Please consider that there are insurance companies that will not credential you as a interventionalist and some hospitals that will not credential you period if you do not have ACGME training.

Some insurances would credential you but only if you have hospital privilges.
Many ways to get shut out.

Pain is an evloving field and the battle for a residency program is under way.
 
-If I am comfortable with my MSK/spine training
You should not be. No matter the number of procedures you have done in residency, you have never had the opportunity to do enough DIFFICULT cases, get yourself into trouble, and figure out how to get yourself out of the woods. IMHO, no PM&R residency trains you adequately to do procedures, even the bread and butter kind.
 
You should not be. No matter the number of procedures you have done in residency, you have never had the opportunity to do enough DIFFICULT cases, get yourself into trouble, and figure out how to get yourself out of the woods. IMHO, no PM&R residency trains you adequately to do procedures, even the bread and butter kind.

Even little stuff like oversedating an opioid naive patient and having to abort the procedure to roll the patient supine and increase O2, assess if they need to get bagged, and push narcan +/- flumazenil can make the difference.

I agree with above.
I've seen fellows do the above, inject into the ACL with Synvisc, perform cervcal pneumo-encephelograms, perform lumbar epidurencephelograms (the radiologist report said it could be blood unitl I told him what we did).
 
So, nobody should do knee injections without a fellowship?

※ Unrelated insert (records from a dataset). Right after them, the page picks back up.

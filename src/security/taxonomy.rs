//! Danger taxonomy: the ordered catalog of rules that classify commands.
//!
//! Block-tier rules stop evaluation on the first hit. Warn-tier rules never
//! block; every match becomes an advisory warning. All patterns are
//! case-insensitive because the tools they target accept mixed-case flags.

use anyhow::Context as _;
use regex::Regex;

/// How a rule affects the decision.
#[derive(Debug, Clone, Copy, PartialEq, Eq)]
pub enum Severity {
    Block,
    Warn,
}

/// What a rule looks for in a command string.
#[derive(Debug, Clone)]
pub enum Matcher {
    /// Regular expression searched anywhere in the text.
    Pattern(Regex),
    /// `rm` with both recursive and force flags, in any order, case or split.
    RecursiveForceDelete,
}

impl Matcher {
    pub fn is_match(&self, text: &str) -> bool {
        match self {
            Matcher::Pattern(re) => re.is_match(text),
            Matcher::RecursiveForceDelete => is_recursive_force_delete(text),
        }
    }
}

#[derive(Debug, Clone)]
pub struct DangerRule {
    pub id: &'static str,
    pub matcher: Matcher,
    pub reason: &'static str,
    pub severity: Severity,
}

impl DangerRule {
    /// Build a regex-backed rule.
    pub fn pattern(
        id: &'static str,
        pattern: &str,
        reason: &'static str,
        severity: Severity,
    ) -> anyhow::Result<Self> {
        let re = Regex::new(pattern).with_context(|| format!("Invalid pattern for rule '{id}'"))?;
        Ok(Self {
            id,
            matcher: Matcher::Pattern(re),
            reason,
            severity,
        })
    }

    pub fn matches(&self, text: &str) -> bool {
        self.matcher.is_match(text)
    }
}

// (id, pattern, reason)
type RuleSpec = (&'static str, &'static str, &'static str);

const BLOCK_RULES: &[RuleSpec] = &[
    (
        "block-device-redirect",
        r"(?i)>\s*/dev/(sd[a-z]|nvme\d|hd[a-z]|vd[a-z]|xvd[a-z]|disk\d|mmcblk\d)",
        "Direct write to a block device",
    ),
    (
        "block-device-dd",
        r"(?i)\bdd\b[^;&|]*\bof=/dev/(sd[a-z]|nvme\d|hd[a-z]|vd[a-z]|xvd[a-z]|disk\d|mmcblk\d)",
        "Direct write to a block device with dd",
    ),
    (
        "filesystem-create",
        r"(?i)\b(mkfs(\.[a-z0-9]+)?|mke2fs|mkswap|wipefs)\b",
        "Filesystem creation or wipe tool",
    ),
    (
        "chmod-system-path",
        r"(?i)\bchmod\b[^;&|]*\s(0?777|a\+rwx|[ugoa]*\+s|[2-7][0-7]{3})\s+/(etc|usr|bin|sbin|boot|lib\w*|root|var)?(/|\s|$)",
        "Privilege-escalating permission change on a system path",
    ),
    (
        "chown-system-path",
        r"(?i)\bchown\b[^;&|]*\s-[a-z]*r[a-z]*\s([^;&|]*\s)?/(etc|usr|bin|sbin|boot|lib\w*|root|var)?(/|\s|$)",
        "Recursive ownership change on a system path",
    ),
    (
        "sudoers-write",
        r"(?i)(>>?|\btee\b(\s+-a)?)\s*/etc/sudoers",
        "Modification of sudoers (privilege escalation)",
    ),
    (
        "fork-bomb",
        r":\s*\(\s*\)\s*\{",
        "Fork bomb",
    ),
    (
        "reverse-shell-devtcp",
        r"(?i)/dev/(tcp|udp)/",
        "Reverse shell construct (/dev/tcp)",
    ),
    (
        "reverse-shell-netcat-exec",
        r"(?i)\b(nc|ncat|netcat)\b[^;&|]*\s-[a-z]*e\s",
        "Reverse shell construct (netcat -e)",
    ),
    (
        "reverse-shell-listener-pipe",
        r"(?i)\b(nc|ncat|netcat)\b[^;&|]*\s-[a-z]*l[^|]*\|\s*(ba|z|k|da)?sh\b",
        "Reverse shell construct (network listener piped to a shell)",
    ),
    (
        "reverse-shell-fifo",
        r"(?i)\bmkfifo\b.*\b(nc|ncat|netcat|telnet)\b",
        "Reverse shell construct (fifo relay)",
    ),
    (
        "reverse-shell-socat",
        r"(?i)\bsocat\b.*\b(exec|system):",
        "Reverse shell construct (socat exec)",
    ),
    (
        "history-clear",
        r"(?i)\bhistory\s+-[a-z]*c",
        "Shell history tampering",
    ),
    (
        "history-disable",
        r"(?i)(\bunset\s+HISTFILE\b|\bHISTFILE=/dev/null|\bHISTSIZE=0\b|\bset\s+\+o\s+history\b)",
        "Shell history tampering",
    ),
    (
        "history-file-wipe",
        r"(?i)(>\s*|\b(rm|shred|truncate)\b[^;&|]*\s)\S*\.\w*_history\b",
        "Shell history tampering",
    ),
    (
        "remote-script-pipe",
        r"(?i)\b(curl|wget|fetch)\b[^;&]*\|\s*(?:(?:\S*/)?(?:(?:sudo|doas)(?:\s+-[ugCD]\s+\S+|\s+-\S+)*|env(?:\s+-\S+|\s+\w+=\S*)*|command(?:\s+-\S+)*|exec|nohup)\s+)*(\S*/)?((ba|z|k|da|fi)?sh|python[0-9.]*|perl|ruby|node|php)\b",
        "Remote script piped directly into an interpreter (supply-chain risk)",
    ),
    (
        "remote-script-process-substitution",
        r"(?i)(\b(ba|z|k|da)?sh|\bsource|\.)\s+<\(\s*(curl|wget)\b",
        "Remote script executed via process substitution (supply-chain risk)",
    ),
    (
        "remote-script-inline",
        r#"(?i)\b((ba|z|k|da)?sh\s+-c|eval)\s+["']?\$?\(?\s*(curl|wget)\b"#,
        "Remote script executed inline (supply-chain risk)",
    ),
    (
        "download-then-execute",
        r"(?i)\b(curl\b[^;&|]*\s(-[a-z]*o|--output|--remote-name)\b|wget\b)[^;&|]*(&&|;)\s*(sudo\s+)?(\./\S+|(ba|z|k|da)?sh\s+\S+|chmod\s+[^;&|]*\+x|python[0-9.]*\s+\S+|perl\s+\S+|ruby\s+\S+|node\s+\S+|source\s+\S+|\.\s+\S+)",
        "Download chained with execution (supply-chain risk)",
    ),
    (
        "encoded-payload-pipe",
        r"(?i)\b(base64\s+(-[a-z]*d\b|--decode)|xxd\s+-[a-z]*r|openssl\s+(enc\s+)?[^|]*-d\b)[^;&]*\|\s*(?:(?:\S*/)?(?:(?:sudo|doas)(?:\s+-[ugCD]\s+\S+|\s+-\S+)*|env(?:\s+-\S+|\s+\w+=\S*)*|command(?:\s+-\S+)*|exec|nohup)\s+)*(\S*/)?((ba|z|k|da)?sh|python[0-9.]*|perl|ruby|node|php)\b",
        "Encoded payload decoded into an interpreter",
    ),
    (
        "encoded-payload-eval",
        r"(?i)\beval\b.*\bbase64\s+(-[a-z]*d\b|--decode)",
        "Encoded payload passed to eval",
    ),
    (
        "python-oneliner",
        r"(?i)\bpython[0-9.]*\b.*\s-c\b.*(\bimport\s+[\w, ]*\b(os|subprocess|shutil|pty|socket)\b|\bfrom\s+(os|subprocess|shutil|pty|socket)\b|__import__)",
        "Python one-liner importing process or filesystem control",
    ),
    (
        "perl-oneliner",
        r"(?i)\bperl\b.*\s-[a-z]*e\b.*\b(system|exec|unlink|rmtree|socket)\b",
        "Perl one-liner with process or filesystem control",
    ),
    (
        "ruby-oneliner",
        r"(?i)\bruby\b.*\s-[a-z]*e\b.*(\b(system|exec|spawn|FileUtils)\b|IO\.popen|%x)",
        "Ruby one-liner with process or filesystem control",
    ),
    (
        "node-oneliner",
        r#"(?i)\bnode\b.*\s(-e|--eval|-p|--print)\b.*\brequire\s*\(\s*["']?(child_process|fs)\b"#,
        "Node one-liner requiring process or filesystem control",
    ),
    (
        "find-delete",
        r"(?i)\bfind\b[^;&|]*\s-delete\b",
        "Bulk deletion via find -delete",
    ),
    (
        "find-exec-rm",
        r"(?i)\bfind\b[^;&|]*\s-exec(dir)?\s+(sudo\s+)?(\S*/)?(rm|shred|unlink)\b",
        "Bulk deletion via find -exec rm",
    ),
    (
        "xargs-rm",
        r"(?i)\bxargs\b[^;&|]*\b(rm|shred|unlink)\b",
        "Bulk deletion via xargs rm",
    ),
    (
        "sudo-shell",
        r"(?i)\bsudo\s+((?-i:-[a-zA-Z]*[is][a-zA-Z]*)(\s|$)|--(shell|login)\b|(-u\s+\S+\s+|-\S+\s+)*(su|(ba|z|k|da|fi)?sh|passwd|visudo|chsh)(\s|$))",
        "Privilege escalation to a root shell via sudo",
    ),
];

const WARN_RULES: &[RuleSpec] = &[
    (
        "sudo",
        r"(?i)\b(sudo|doas)\b",
        "Command runs with elevated privileges (sudo)",
    ),
    (
        "global-install-npm",
        r"(?i)\b(npm|pnpm)\s+(install|i|add)\b[^;&|]*\s(-g|--global)\b",
        "Global package installation",
    ),
    (
        "global-install-yarn",
        r"(?i)\byarn\s+global\s+add\b",
        "Global package installation",
    ),
    (
        "global-install-pip",
        r"(?i)(\bpip[0-9.]*\s+install\b[^;&|]*\s--user\b|\bsudo\s+(-\S+\s+)*pip[0-9.]*\s+install\b)",
        "Global package installation",
    ),
    (
        "global-install-other",
        r"(?i)\b(gem|cargo)\s+install\b",
        "Global package installation",
    ),
    (
        "git-force-push",
        r"(?i)\bgit\s+push\b[^;&|]*\s(--force(-with-lease)?|-f)\b",
        "Force push rewrites remote history",
    ),
    (
        "git-hard-reset",
        r"(?i)\bgit\s+reset\s+--hard\b",
        "Hard reset discards uncommitted changes",
    ),
    (
        "git-clean",
        r"(?i)\bgit\s+clean\s+-[a-z]*f",
        "git clean deletes untracked files",
    ),
    (
        "npm-publish",
        r"(?i)\bnpm\s+publish\b",
        "Publishes a package to a public registry",
    ),
    (
        "eval",
        r"(?i)\beval\s",
        "eval executes dynamically constructed code",
    ),
    (
        "chmod-world-writable",
        r"(?i)\bchmod\s+(-[a-z]+\s+)*(0?777|a\+rwx)\b",
        "World-writable permissions",
    ),
    (
        "rm-recursive",
        r"(?i)\brm\s+(-\S+\s+)*-[a-z]*r",
        "Recursive delete",
    ),
];

/// Compiled, ordered rule catalog. Built once and shared by reference.
#[derive(Debug, Clone)]
pub struct RuleSet {
    rules: Vec<DangerRule>,
}

impl RuleSet {
    /// Compile the built-in catalog.
    pub fn compile() -> anyhow::Result<Self> {
        let mut rules = Vec::with_capacity(BLOCK_RULES.len() + WARN_RULES.len() + 1);

        rules.push(DangerRule {
            id: "rm-recursive-force",
            matcher: Matcher::RecursiveForceDelete,
            reason: "Recursive force delete (rm -rf) is not allowed",
            severity: Severity::Block,
        });

        for &(id, pattern, reason) in BLOCK_RULES {
            rules.push(DangerRule::pattern(id, pattern, reason, Severity::Block)?);
        }
        for &(id, pattern, reason) in WARN_RULES {
            rules.push(DangerRule::pattern(id, pattern, reason, Severity::Warn)?);
        }

        tracing::debug!(rules = rules.len(), "Compiled danger taxonomy");
        Ok(Self { rules })
    }

    /// Append a rule after the built-in ones of the same tier.
    pub fn push(&mut self, rule: DangerRule) {
        self.rules.push(rule);
    }

    pub fn block_rules(&self) -> impl Iterator<Item = &DangerRule> {
        self.rules.iter().filter(|r| r.severity == Severity::Block)
    }

    pub fn warn_rules(&self) -> impl Iterator<Item = &DangerRule> {
        self.rules.iter().filter(|r| r.severity == Severity::Warn)
    }

    pub fn len(&self) -> usize {
        self.rules.len()
    }

    pub fn is_empty(&self) -> bool {
        self.rules.is_empty()
    }
}

fn is_segment_separator(c: char) -> bool {
    matches!(c, ';' | '|' | '&' | '(' | ')' | '{' | '}' | '`' | '\n')
}

/// Quotes and backslashes do not change what the shell runs.
fn clean_token(token: &str) -> String {
    token.chars().filter(|c| !matches!(c, '"' | '\'' | '\\')).collect()
}

fn is_rm(token: &str) -> bool {
    let name = token.rsplit('/').next().unwrap_or(token);
    name.eq_ignore_ascii_case("rm")
}

/// True when some command segment runs `rm` with both recursive and force.
///
/// Flags may be bundled (`-rf`, `-Rf`, `-fr`) or split (`-r -f`,
/// `--recursive --force`); `--` does not end the scan.
pub(crate) fn is_recursive_force_delete(command: &str) -> bool {
    command.split(is_segment_separator).any(segment_deletes_recursively)
}

fn segment_deletes_recursively(segment: &str) -> bool {
    let tokens: Vec<String> = segment.split_whitespace().map(clean_token).collect();
    let Some(pos) = tokens.iter().position(|t| is_rm(t)) else {
        return false;
    };

    let mut recursive = false;
    let mut force = false;
    for token in &tokens[pos + 1..] {
        let lower = token.to_ascii_lowercase();
        if lower == "--" {
            continue;
        }
        if let Some(long) = lower.strip_prefix("--") {
            match long {
                "recursive" => recursive = true,
                "force" => force = true,
                _ => {}
            }
        } else if let Some(short) = lower.strip_prefix('-') {
            if !short.is_empty() && short.chars().all(|c| c.is_ascii_alphabetic()) {
                recursive |= short.contains('r');
                force |= short.contains('f');
            }
        }
    }

    recursive && force
}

I did not say or imply that.
No body should do knee injections without proper instruction beforehand.
If a PMR resident makes it through residency without ever injecting a knee, the problem lies within the program. If he does his first in fellowship after cutting his teeth on CESI, LESI, SIJ, RF, LSB, SCS and winds up in a ligament, it becomes my problem.

So nobody should do anything with the potential for injuring a patient without being taught how by a competent and experienced attending physician.
 
Agree with the above. It's a great responsibility to stick a needle in someone. Education about procedures is not just about learning the regional anatomy and technical aspects. It's about knowing about the indications and contraindications. Knowing all of the possible outcomes and complications, and how to deal with them. Troubleshooting when things aren't going your way. Knowing your limitations and when to bail.

You should not be. No matter the number of procedures you have done in residency, you have never had the opportunity to do enough DIFFICULT cases, get yourself into trouble, and figure out how to get yourself out of the woods. IMHO, no PM&R residency trains you adequately to do procedures, even the bread and butter kind.

But do we let residents/fellows get into this situation? This is the rationale behind appropriate attending supervision. If something is going wrong - and an attending should certainly recognize this better than a resident or fellow - the attending needs to step in and do what’s right for the patient. At that point, the resident needs to step back, digest what went wrong, and observe how the attending problem solved and dealt with the situation. Debriefing should be done afterwards.

We learn from our mistakes as well as our successes. We learn from experience, just as much (if not more so) as from reading a book or journal article, or from a didactic session. And I personally feel I continue to learn through teaching. But it can be a difficult task - balancing the responsibilities of patient care and resident/student education. It’s one of the many things that makes my job challenging and stimulating.